The youngest resident at the center, he was sent to Sacred Heart to keep him safe from COVID-19. Sharma received a kidney transplant six years earlier and requires medication that suppresses his immune system to stay alive.
The Monday before Thanksgiving, he was among the first group at the center to test positive for COVID-19.
“There are two theories of how we could have gotten the virus,” he says. Either an employee at Sacred Heart unknowingly transmitted it, or a Jesuit may have interacted with an asymptomatic person during a visit to a doctor’s office.
Whatever the case, says Fr. Privett, “we got whacked by the virus.”
Sharma and 10 others fell so ill they were sent to the hospital, where many, including him, were placed on oxygen. It would take Sharma a month to recover. The week after he was diagnosed, 20 more Jesuits tested positive, including Privett, the Superior, whose symptoms included the hallmarks of COVID—including fever, chills, cough—as well as hives.

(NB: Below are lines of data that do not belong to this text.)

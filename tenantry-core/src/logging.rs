//! Logging setup.
//!
//! Tenantry logs through `tracing`. Schema switches, fan-out progress and
//! selection decisions are emitted at `debug`; schema lifecycle changes at
//! `info`. Nothing is printed until a subscriber is installed, either by the
//! application or by [`init`] with the `tracing-subscriber` feature.
//!
//! # Environment Variables
//!
//! - `TENANTRY_DEBUG=true` - Enable debug logging
//! - `TENANTRY_LOG_LEVEL=debug|info|warn|error|trace` - Set specific log level
//! - `TENANTRY_LOG_FORMAT=json|pretty|compact` - Set output format (default: json)
//!
//! ```rust,no_run
//! use tenantry_core::logging;
//!
//! logging::init();
//! ```

use std::env;
use std::sync::Once;

static INIT: Once = Once::new();

/// Check if `TENANTRY_DEBUG` is set to "true", "1" or "yes".
#[inline]
pub fn is_debug_enabled() -> bool {
    env::var("TENANTRY_DEBUG")
        .map(|v| matches!(v.to_lowercase().as_str(), "true" | "1" | "yes"))
        .unwrap_or(false)
}

/// Log level from `TENANTRY_LOG_LEVEL`.
///
/// Defaults to "debug" if `TENANTRY_DEBUG` is enabled, otherwise "warn".
pub fn get_log_level() -> &'static str {
    let fallback = if is_debug_enabled() { "debug" } else { "warn" };
    match env::var("TENANTRY_LOG_LEVEL") {
        Ok(level) => normalize_level(&level).unwrap_or(fallback),
        Err(_) => fallback,
    }
}

/// Log format from `TENANTRY_LOG_FORMAT`, defaulting to "json".
pub fn get_log_format() -> &'static str {
    env::var("TENANTRY_LOG_FORMAT")
        .map(|f| match f.to_lowercase().as_str() {
            "pretty" => "pretty",
            "compact" => "compact",
            _ => "json",
        })
        .unwrap_or("json")
}

fn normalize_level(level: &str) -> Option<&'static str> {
    match level.to_lowercase().as_str() {
        "trace" => Some("trace"),
        "debug" => Some("debug"),
        "info" => Some("info"),
        "warn" => Some("warn"),
        "error" => Some("error"),
        _ => None,
    }
}

/// Initialize logging from the environment.
///
/// Does nothing unless `TENANTRY_DEBUG` or `TENANTRY_LOG_LEVEL` is set.
/// Subsequent calls are no-ops.
pub fn init() {
    if !is_debug_enabled() && env::var("TENANTRY_LOG_LEVEL").is_err() {
        return;
    }
    install(get_log_level());
}

/// Initialize logging at a fixed level, ignoring the environment.
pub fn init_with_level(level: &str) {
    install(normalize_level(level).unwrap_or("warn"));
}

/// Initialize debug-level logging.
pub fn init_debug() {
    install("debug");
}

fn install(level: &'static str) {
    INIT.call_once(|| {
        #[cfg(feature = "tracing-subscriber")]
        {
            use tracing_subscriber::{EnvFilter, fmt, prelude::*};

            let filter = EnvFilter::try_new(format!(
                "tenantry={level},tenantry_core={level},\
                 tenantry_postgres={level},tenantry_axum={level}"
            ))
            .unwrap_or_else(|_| EnvFilter::new("warn"));

            let format = get_log_format();
            let result = match format {
                "json" => tracing_subscriber::registry()
                    .with(filter)
                    .with(fmt::layer().json())
                    .try_init(),
                "compact" => tracing_subscriber::registry()
                    .with(filter)
                    .with(fmt::layer().compact())
                    .try_init(),
                _ => tracing_subscriber::registry()
                    .with(filter)
                    .with(fmt::layer().pretty())
                    .try_init(),
            };

            if result.is_ok() {
                tracing::info!(level, format, "Tenantry logging initialized");
            }
        }

        #[cfg(not(feature = "tracing-subscriber"))]
        {
            let _ = level;
        }
    });
}

#[cfg(test)]
mod tests {
    use super::*;

    #[test]
    fn test_normalize_level() {
        assert_eq!(normalize_level("DEBUG"), Some("debug"));
        assert_eq!(normalize_level("Trace"), Some("trace"));
        assert_eq!(normalize_level("loud"), None);
    }

    #[test]
    fn test_log_format_is_known() {
        assert!(matches!(get_log_format(), "json" | "pretty" | "compact"));
    }

    #[test]
    fn test_log_level_is_known() {
        assert!(normalize_level(get_log_level()).is_some());
    }
}
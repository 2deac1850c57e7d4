//! Schema identifiers.
//!
//! A [`SchemaName`] is a validated tenant identifier. Validation happens once,
//! at construction, so every `SchemaName` in the system is safe to splice into
//! a `search_path` directive.

use std::borrow::Borrow;
use std::fmt;
use std::sync::LazyLock;

use regex_lite::Regex;
use serde::{Deserialize, Deserializer, Serialize};

use crate::error::{TenancyError, TenancyResult};

/// Reserved identifier of the template schema.
pub const TEMPLATE_SCHEMA: &str = "__template__";

/// Maximum length of a tenant identifier.
pub const MAX_SCHEMA_NAME_LEN: usize = 36;

static SCHEMA_NAME_PATTERN: LazyLock<Regex> =
    LazyLock::new(|| Regex::new(r"^[a-z][a-z0-9_]*$").expect("schema name pattern is valid"));

/// A validated tenant schema identifier.
#[derive(Debug, Clone, PartialEq, Eq, PartialOrd, Ord, Hash, Serialize)]
#[serde(transparent)]
pub struct SchemaName(String);

impl SchemaName {
    /// Validate and wrap an identifier.
    ///
    /// ```rust
    /// use tenantry_core::SchemaName;
    ///
    /// assert!(SchemaName::parse("acme_2").is_ok());
    /// assert!(SchemaName::parse("2acme").is_err());
    /// assert!(SchemaName::parse("__template__").is_err());
    /// ```
    pub fn parse(name: impl Into<String>) -> TenancyResult<Self> {
        let name = name.into();
        if name == TEMPLATE_SCHEMA {
            return Err(TenancyError::reserved_name(name));
        }
        if name.is_empty() {
            return Err(TenancyError::invalid_name(name, "must not be empty"));
        }
        if name.len() > MAX_SCHEMA_NAME_LEN {
            return Err(TenancyError::invalid_name(
                name,
                format!("longer than {} characters", MAX_SCHEMA_NAME_LEN),
            ));
        }
        if !SCHEMA_NAME_PATTERN.is_match(&name) {
            return Err(TenancyError::invalid_name(
                name,
                "must match ^[a-z][a-z0-9_]*$",
            ));
        }
        Ok(Self(name))
    }

    /// Check a string against the naming rule without allocating.
    pub fn is_valid(name: &str) -> bool {
        name != TEMPLATE_SCHEMA
            && name.len() <= MAX_SCHEMA_NAME_LEN
            && SCHEMA_NAME_PATTERN.is_match(name)
    }

    /// Get the identifier as a string slice.
    pub fn as_str(&self) -> &str {
        &self.0
    }

    /// Convert to the inner string.
    pub fn into_inner(self) -> String {
        self.0
    }
}

impl fmt::Display for SchemaName {
    fn fmt(&self, f: &mut fmt::Formatter<'_>) -> fmt::Result {
        f.write_str(&self.0)
    }
}

impl AsRef<str> for SchemaName {
    fn as_ref(&self) -> &str {
        &self.0
    }
}

impl Borrow<str> for SchemaName {
    fn borrow(&self) -> &str {
        &self.0
    }
}

impl TryFrom<&str> for SchemaName {
    type Error = TenancyError;

    fn try_from(value: &str) -> TenancyResult<Self> {
        Self::parse(value)
    }
}

impl TryFrom<String> for SchemaName {
    type Error = TenancyError;

    fn try_from(value: String) -> TenancyResult<Self> {
        Self::parse(value)
    }
}

impl PartialEq<str> for SchemaName {
    fn eq(&self, other: &str) -> bool {
        self.0 == other
    }
}

impl PartialEq<&str> for SchemaName {
    fn eq(&self, other: &&str) -> bool {
        self.0 == *other
    }
}

impl<'de> Deserialize<'de> for SchemaName {
    fn deserialize<D: Deserializer<'de>>(deserializer: D) -> Result<Self, D::Error> {
        let raw = String::deserialize(deserializer)?;
        Self::parse(raw).map_err(serde::de::Error::custom)
    }
}

/// A schema the connection can be pointed at: the template or a tenant.
#[derive(Debug, Clone, PartialEq, Eq, Hash)]
pub enum SchemaRef {
    /// The reserved template schema.
    Template,
    /// A tenant schema.
    Tenant(SchemaName),
}

impl SchemaRef {
    /// Resolve a raw identifier, recognising the template name.
    pub fn parse(name: &str) -> TenancyResult<Self> {
        if name == TEMPLATE_SCHEMA {
            Ok(Self::Template)
        } else {
            SchemaName::parse(name).map(Self::Tenant)
        }
    }

    /// The physical schema name.
    pub fn as_str(&self) -> &str {
        match self {
            Self::Template => TEMPLATE_SCHEMA,
            Self::Tenant(name) => name.as_str(),
        }
    }

    /// Check if this is the template.
    pub fn is_template(&self) -> bool {
        matches!(self, Self::Template)
    }

    /// The tenant name, if this is a tenant.
    pub fn tenant(&self) -> Option<&SchemaName> {
        match self {
            Self::Template => None,
            Self::Tenant(name) => Some(name),
        }
    }
}

impl fmt::Display for SchemaRef {
    fn fmt(&self, f: &mut fmt::Formatter<'_>) -> fmt::Result {
        f.write_str(self.as_str())
    }
}

impl From<SchemaName> for SchemaRef {
    fn from(name: SchemaName) -> Self {
        Self::Tenant(name)
    }
}

#[cfg(test)]
mod tests {
    use super::*;
    use crate::error::ErrorCode;

    #[test]
    fn test_valid_names() {
        let longest = "x".repeat(MAX_SCHEMA_NAME_LEN);
        for name in ["a", "acme", "acme_2", "z9", "a_b_c", longest.as_str()] {
            assert!(SchemaName::parse(name).is_ok(), "{name} should be valid");
            assert!(SchemaName::is_valid(name));
        }
    }

    #[test]
    fn test_invalid_names() {
        let too_long = "x".repeat(MAX_SCHEMA_NAME_LEN + 1);
        for name in ["", "9lives", "_hidden", "has-dash", "Upper", "spa ce", too_long.as_str()] {
            let err = SchemaName::parse(name).unwrap_err();
            assert_eq!(err.code, ErrorCode::InvalidSchemaName, "{name}");
            assert!(!SchemaName::is_valid(name));
        }
    }

    #[test]
    fn test_template_is_reserved() {
        let err = SchemaName::parse(TEMPLATE_SCHEMA).unwrap_err();
        assert_eq!(err.code, ErrorCode::ReservedSchemaName);
        assert!(err.is_validation());
    }

    #[test]
    fn test_schema_ref_parse() {
        assert_eq!(SchemaRef::parse(TEMPLATE_SCHEMA).unwrap(), SchemaRef::Template);
        let tenant = SchemaRef::parse("acme").unwrap();
        assert_eq!(tenant.as_str(), "acme");
        assert!(!tenant.is_template());
        assert!(SchemaRef::parse("Acme").is_err());
    }

    #[test]
    fn test_deserialize_validates() {
        #[derive(Deserialize)]
        struct Wrapper {
            name: SchemaName,
        }

        let ok: Wrapper = toml::from_str("name = \"acme\"").unwrap();
        assert_eq!(ok.name, "acme");
        assert!(toml::from_str::<Wrapper>("name = \"ACME\"").is_err());
    }
}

A three-month-long lockdown followed. No one was allowed to leave their room; meals were left outside their doors. The community so cherished by residents was replaced by required isolation.
All communication happened by phone, email, or Zoom. Mass was broadcast on a closed-circuit television channel. Privett used a building-wide intercom to announce patient updates and deaths.
WAVES OF GRIEF
“‘This is John Privett calling with more bad news,’” Sharma recollects the Superior’s exhausted voice over the intercom. “And it was like that for days upon days, one after the next.”
In the five-week span between Dec. 6, 2020 and Jan. 4, 2021, eight Jesuits died from the virus. Another five died of unrelated causes in that time.
“There was this air of having so much to announce, who was coming or going from the hospital,” Sharma says.
Privett and others watched as fire engines and ambulances pulled up in front of the building’s main entrance, disgorging emergency crews dressed in protective gear, including masks and face shields, to safely transport yet another friend to a hospital.
“And I would say, ‘Please God, let him come home,’” Privett recalls.
But eight Jesuits, including Bush, Fice, and Votto, never returned; nor could anyone visit them in the hospitals to say their goodbyes, or administer last rites.
One by one they died, three at home at the center, five others in hospital beds, all of their ashes either sent to relatives or returned to Sacred Heart where they were stored in urns next to Privett’s office.
Together with the ashes of Jesuits who had died from other causes, the urns multiplied until Privett was allowed to transport them to the Santa Clara Mission Cemetery for final rest. Funerals were held months later, still only allowed over Zoom.
“Death is not a surprise to us here; it’s not shocking. But the virus was,” recalls the Superior. “Throughout the whole time, my thought process was, ‘HELP!’” he says. “I said, ‘OK, God. We gotta get through this, and help me and help all of us. How do I, together with my Jesuit brothers, face this illness in ways that recognize that some of us may die?’”
SEEKING SOLACE
Sharma—who had become close to many of the Jesuits through the weekly dinner parties and a book club he hosted focused on anti-racism literature—was overcome by sadness and an acute sense of loneliness.
Yet he still does not believe that God causes bad things to happen to good people, and rejects the well-worn cliché that “everything happens for a reason.”
“I don’t believe that for a second, and maybe that’s the sociologist in me,” Sharma explains. “That being said, I believe God grieves with us. Lots of bad things happen, and yet still God enters the world … God still makes an effort, even in the worst of circumstances.”
For her part, Johnson, the center’s recreation director, did whatever she could to fortify the residents’ mental and physical health.